### Description of the task
Check every line of the data for the string "FlashArgs" and copy the ones that have it.

Collected data entries
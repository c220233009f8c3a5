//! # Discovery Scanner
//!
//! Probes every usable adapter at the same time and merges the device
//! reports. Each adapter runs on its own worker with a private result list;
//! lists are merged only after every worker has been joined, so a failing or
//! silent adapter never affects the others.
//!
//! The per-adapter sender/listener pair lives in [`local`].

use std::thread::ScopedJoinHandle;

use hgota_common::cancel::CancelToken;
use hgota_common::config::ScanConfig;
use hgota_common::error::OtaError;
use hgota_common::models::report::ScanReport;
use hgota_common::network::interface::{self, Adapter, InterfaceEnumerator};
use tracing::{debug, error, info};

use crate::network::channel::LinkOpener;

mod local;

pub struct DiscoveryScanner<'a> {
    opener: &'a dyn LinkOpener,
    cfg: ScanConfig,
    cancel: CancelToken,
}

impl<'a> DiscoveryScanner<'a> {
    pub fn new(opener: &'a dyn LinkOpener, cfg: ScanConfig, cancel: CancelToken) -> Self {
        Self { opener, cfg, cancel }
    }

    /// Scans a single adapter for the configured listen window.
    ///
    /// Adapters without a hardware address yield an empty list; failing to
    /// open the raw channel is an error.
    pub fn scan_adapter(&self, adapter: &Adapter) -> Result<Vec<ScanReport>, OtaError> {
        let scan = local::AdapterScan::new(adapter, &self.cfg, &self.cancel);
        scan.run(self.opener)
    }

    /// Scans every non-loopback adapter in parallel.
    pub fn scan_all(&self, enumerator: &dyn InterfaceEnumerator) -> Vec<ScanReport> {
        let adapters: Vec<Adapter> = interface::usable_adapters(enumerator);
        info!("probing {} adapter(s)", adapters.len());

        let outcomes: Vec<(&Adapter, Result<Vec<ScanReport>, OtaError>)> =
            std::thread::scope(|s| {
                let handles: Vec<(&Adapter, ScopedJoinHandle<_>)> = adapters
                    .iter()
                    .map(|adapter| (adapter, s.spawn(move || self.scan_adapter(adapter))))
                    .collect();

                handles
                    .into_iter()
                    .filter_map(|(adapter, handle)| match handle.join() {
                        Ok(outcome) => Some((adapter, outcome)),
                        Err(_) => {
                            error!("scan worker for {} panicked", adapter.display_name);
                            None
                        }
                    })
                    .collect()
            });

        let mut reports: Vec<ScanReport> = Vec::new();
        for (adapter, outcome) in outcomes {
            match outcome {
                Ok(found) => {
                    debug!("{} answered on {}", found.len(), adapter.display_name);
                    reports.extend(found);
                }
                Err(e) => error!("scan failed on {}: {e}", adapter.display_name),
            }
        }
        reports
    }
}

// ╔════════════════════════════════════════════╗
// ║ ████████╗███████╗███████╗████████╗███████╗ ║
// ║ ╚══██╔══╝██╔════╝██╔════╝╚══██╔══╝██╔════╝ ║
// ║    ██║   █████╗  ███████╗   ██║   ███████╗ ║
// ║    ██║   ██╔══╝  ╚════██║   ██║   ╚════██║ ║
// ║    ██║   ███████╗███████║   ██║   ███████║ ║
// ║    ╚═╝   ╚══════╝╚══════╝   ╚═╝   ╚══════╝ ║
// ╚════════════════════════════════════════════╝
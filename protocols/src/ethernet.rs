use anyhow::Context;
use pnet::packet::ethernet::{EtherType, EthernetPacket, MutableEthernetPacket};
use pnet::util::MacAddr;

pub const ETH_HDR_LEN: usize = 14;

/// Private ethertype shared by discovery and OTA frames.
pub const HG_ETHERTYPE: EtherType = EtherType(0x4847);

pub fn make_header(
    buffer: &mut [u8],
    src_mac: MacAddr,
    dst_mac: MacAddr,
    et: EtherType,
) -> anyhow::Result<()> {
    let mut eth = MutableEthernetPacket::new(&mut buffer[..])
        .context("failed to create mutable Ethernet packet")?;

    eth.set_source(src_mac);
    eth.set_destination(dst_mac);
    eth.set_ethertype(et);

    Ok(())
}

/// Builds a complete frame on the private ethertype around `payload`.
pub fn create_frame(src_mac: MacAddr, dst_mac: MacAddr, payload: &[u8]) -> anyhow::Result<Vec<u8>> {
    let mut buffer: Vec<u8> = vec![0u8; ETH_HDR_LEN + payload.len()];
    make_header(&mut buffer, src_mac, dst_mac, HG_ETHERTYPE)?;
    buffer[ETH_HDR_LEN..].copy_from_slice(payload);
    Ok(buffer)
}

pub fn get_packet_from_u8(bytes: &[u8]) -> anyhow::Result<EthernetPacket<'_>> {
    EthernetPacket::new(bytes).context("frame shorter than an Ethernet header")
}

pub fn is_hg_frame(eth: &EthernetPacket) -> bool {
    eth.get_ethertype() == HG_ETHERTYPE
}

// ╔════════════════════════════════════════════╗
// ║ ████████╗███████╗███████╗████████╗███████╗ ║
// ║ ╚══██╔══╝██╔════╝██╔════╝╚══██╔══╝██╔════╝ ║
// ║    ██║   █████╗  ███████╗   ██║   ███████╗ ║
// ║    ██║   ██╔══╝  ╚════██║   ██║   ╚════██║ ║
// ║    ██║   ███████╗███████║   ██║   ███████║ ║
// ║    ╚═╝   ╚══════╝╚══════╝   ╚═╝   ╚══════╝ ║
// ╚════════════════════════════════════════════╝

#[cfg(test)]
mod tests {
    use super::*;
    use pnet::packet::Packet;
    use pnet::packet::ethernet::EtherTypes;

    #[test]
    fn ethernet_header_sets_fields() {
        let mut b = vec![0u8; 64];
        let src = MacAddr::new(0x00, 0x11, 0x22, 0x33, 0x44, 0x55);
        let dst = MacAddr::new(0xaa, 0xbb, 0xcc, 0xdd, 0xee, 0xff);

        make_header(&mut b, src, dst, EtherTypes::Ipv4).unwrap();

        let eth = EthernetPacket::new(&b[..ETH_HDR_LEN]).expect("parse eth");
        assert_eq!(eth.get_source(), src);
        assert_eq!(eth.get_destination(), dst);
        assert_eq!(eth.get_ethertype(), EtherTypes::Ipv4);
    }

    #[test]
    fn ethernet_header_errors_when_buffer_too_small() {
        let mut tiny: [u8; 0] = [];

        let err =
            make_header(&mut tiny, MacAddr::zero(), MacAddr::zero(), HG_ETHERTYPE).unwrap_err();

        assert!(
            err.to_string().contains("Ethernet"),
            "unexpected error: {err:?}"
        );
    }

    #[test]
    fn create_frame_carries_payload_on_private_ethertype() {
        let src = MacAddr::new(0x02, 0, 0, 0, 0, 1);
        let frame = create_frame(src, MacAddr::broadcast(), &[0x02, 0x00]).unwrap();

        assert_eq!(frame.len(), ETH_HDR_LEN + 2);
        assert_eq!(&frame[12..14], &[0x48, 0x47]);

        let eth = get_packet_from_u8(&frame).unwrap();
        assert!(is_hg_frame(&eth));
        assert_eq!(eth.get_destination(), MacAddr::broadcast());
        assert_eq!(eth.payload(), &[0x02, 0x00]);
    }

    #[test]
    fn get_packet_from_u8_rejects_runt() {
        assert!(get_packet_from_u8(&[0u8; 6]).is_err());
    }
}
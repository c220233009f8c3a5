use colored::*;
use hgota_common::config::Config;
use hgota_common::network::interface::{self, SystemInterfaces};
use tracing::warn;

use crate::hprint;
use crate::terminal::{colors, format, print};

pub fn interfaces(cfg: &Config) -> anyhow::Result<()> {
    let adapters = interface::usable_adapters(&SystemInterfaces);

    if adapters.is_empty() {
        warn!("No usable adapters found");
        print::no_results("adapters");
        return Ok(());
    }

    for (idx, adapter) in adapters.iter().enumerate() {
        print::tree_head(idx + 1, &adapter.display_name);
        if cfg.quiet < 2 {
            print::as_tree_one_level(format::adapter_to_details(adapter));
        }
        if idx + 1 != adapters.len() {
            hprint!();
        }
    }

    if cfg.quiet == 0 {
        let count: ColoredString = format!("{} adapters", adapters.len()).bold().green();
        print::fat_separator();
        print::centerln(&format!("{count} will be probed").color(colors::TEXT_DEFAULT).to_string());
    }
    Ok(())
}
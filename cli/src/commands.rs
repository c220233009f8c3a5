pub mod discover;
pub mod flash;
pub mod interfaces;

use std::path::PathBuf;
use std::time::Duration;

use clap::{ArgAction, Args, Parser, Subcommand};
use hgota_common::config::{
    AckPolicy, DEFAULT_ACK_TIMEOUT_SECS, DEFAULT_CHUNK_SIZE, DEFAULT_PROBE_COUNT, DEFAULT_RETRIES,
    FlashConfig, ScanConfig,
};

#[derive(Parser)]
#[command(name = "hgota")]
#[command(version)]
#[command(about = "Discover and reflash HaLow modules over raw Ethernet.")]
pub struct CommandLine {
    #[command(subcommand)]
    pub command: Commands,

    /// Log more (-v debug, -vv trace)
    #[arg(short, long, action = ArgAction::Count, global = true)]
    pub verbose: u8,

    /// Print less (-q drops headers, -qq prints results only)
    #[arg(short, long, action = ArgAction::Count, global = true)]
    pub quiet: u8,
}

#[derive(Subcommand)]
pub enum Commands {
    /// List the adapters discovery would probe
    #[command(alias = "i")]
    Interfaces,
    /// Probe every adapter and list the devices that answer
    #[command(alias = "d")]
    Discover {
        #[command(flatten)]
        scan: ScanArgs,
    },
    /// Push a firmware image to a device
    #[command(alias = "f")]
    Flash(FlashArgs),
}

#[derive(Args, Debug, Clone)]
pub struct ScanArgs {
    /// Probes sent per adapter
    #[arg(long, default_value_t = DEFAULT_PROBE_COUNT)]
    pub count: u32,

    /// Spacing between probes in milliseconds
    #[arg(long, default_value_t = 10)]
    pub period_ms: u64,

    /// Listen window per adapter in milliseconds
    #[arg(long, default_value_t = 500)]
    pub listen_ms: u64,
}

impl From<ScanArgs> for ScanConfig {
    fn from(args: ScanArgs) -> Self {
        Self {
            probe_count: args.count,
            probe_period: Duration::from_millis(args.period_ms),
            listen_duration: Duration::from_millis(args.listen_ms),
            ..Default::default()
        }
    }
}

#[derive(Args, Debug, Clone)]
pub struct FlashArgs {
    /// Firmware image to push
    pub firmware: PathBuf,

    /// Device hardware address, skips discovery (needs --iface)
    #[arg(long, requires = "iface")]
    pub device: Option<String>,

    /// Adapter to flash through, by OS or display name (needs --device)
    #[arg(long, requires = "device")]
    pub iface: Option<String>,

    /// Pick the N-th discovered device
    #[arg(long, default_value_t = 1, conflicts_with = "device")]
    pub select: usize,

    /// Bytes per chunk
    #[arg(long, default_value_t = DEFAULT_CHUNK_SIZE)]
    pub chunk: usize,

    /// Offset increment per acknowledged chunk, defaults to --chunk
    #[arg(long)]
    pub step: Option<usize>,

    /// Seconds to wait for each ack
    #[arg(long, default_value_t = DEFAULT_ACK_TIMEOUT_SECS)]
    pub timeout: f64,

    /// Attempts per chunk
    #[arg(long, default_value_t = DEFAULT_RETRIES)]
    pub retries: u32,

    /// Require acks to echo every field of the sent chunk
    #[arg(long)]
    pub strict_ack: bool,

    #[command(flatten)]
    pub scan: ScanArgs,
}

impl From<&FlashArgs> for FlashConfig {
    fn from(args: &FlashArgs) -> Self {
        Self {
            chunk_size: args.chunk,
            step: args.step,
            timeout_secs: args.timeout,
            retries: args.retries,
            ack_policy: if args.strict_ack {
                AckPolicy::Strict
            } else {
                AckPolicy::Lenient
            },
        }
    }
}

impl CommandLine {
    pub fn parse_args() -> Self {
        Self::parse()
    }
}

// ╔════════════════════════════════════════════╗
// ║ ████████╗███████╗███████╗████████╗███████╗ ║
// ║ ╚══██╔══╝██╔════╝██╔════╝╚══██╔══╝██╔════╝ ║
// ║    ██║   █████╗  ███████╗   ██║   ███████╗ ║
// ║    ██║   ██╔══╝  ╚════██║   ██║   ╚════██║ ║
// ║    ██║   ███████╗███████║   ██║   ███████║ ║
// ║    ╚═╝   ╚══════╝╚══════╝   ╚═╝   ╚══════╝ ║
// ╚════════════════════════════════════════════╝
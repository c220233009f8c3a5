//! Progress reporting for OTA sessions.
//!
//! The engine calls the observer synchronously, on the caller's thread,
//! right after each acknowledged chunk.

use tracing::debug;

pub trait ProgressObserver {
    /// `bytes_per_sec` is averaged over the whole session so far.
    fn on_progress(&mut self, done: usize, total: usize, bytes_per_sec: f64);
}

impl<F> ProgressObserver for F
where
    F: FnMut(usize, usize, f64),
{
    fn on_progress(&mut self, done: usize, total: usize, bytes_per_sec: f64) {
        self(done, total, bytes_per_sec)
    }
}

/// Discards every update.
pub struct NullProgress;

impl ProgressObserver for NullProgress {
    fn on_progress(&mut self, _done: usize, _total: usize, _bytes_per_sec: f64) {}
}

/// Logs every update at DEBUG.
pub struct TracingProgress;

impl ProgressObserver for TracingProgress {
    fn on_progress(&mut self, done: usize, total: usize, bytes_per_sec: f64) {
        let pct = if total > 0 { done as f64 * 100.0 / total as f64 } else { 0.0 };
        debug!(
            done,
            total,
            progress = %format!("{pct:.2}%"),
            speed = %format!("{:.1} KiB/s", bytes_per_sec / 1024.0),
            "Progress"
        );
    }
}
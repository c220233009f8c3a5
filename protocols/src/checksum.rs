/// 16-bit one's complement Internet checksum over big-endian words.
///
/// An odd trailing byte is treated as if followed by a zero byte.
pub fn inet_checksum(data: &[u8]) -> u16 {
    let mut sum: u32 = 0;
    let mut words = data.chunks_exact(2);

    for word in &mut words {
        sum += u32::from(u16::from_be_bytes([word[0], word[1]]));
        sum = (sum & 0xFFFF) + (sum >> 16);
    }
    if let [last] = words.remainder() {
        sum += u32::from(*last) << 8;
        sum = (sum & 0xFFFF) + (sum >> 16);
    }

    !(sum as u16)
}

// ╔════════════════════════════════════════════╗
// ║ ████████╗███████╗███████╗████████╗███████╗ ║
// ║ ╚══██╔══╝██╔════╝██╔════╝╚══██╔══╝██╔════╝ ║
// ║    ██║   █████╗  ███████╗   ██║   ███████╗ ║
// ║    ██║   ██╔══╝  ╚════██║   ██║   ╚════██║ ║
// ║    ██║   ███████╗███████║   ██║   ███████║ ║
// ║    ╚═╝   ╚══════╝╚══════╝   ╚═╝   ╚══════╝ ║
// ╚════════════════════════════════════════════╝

### Exercise answer
    Flash(FlashArgs),
pub struct FlashArgs {
impl From<&FlashArgs> for FlashConfig {
    fn from(args: &FlashArgs) -> Self {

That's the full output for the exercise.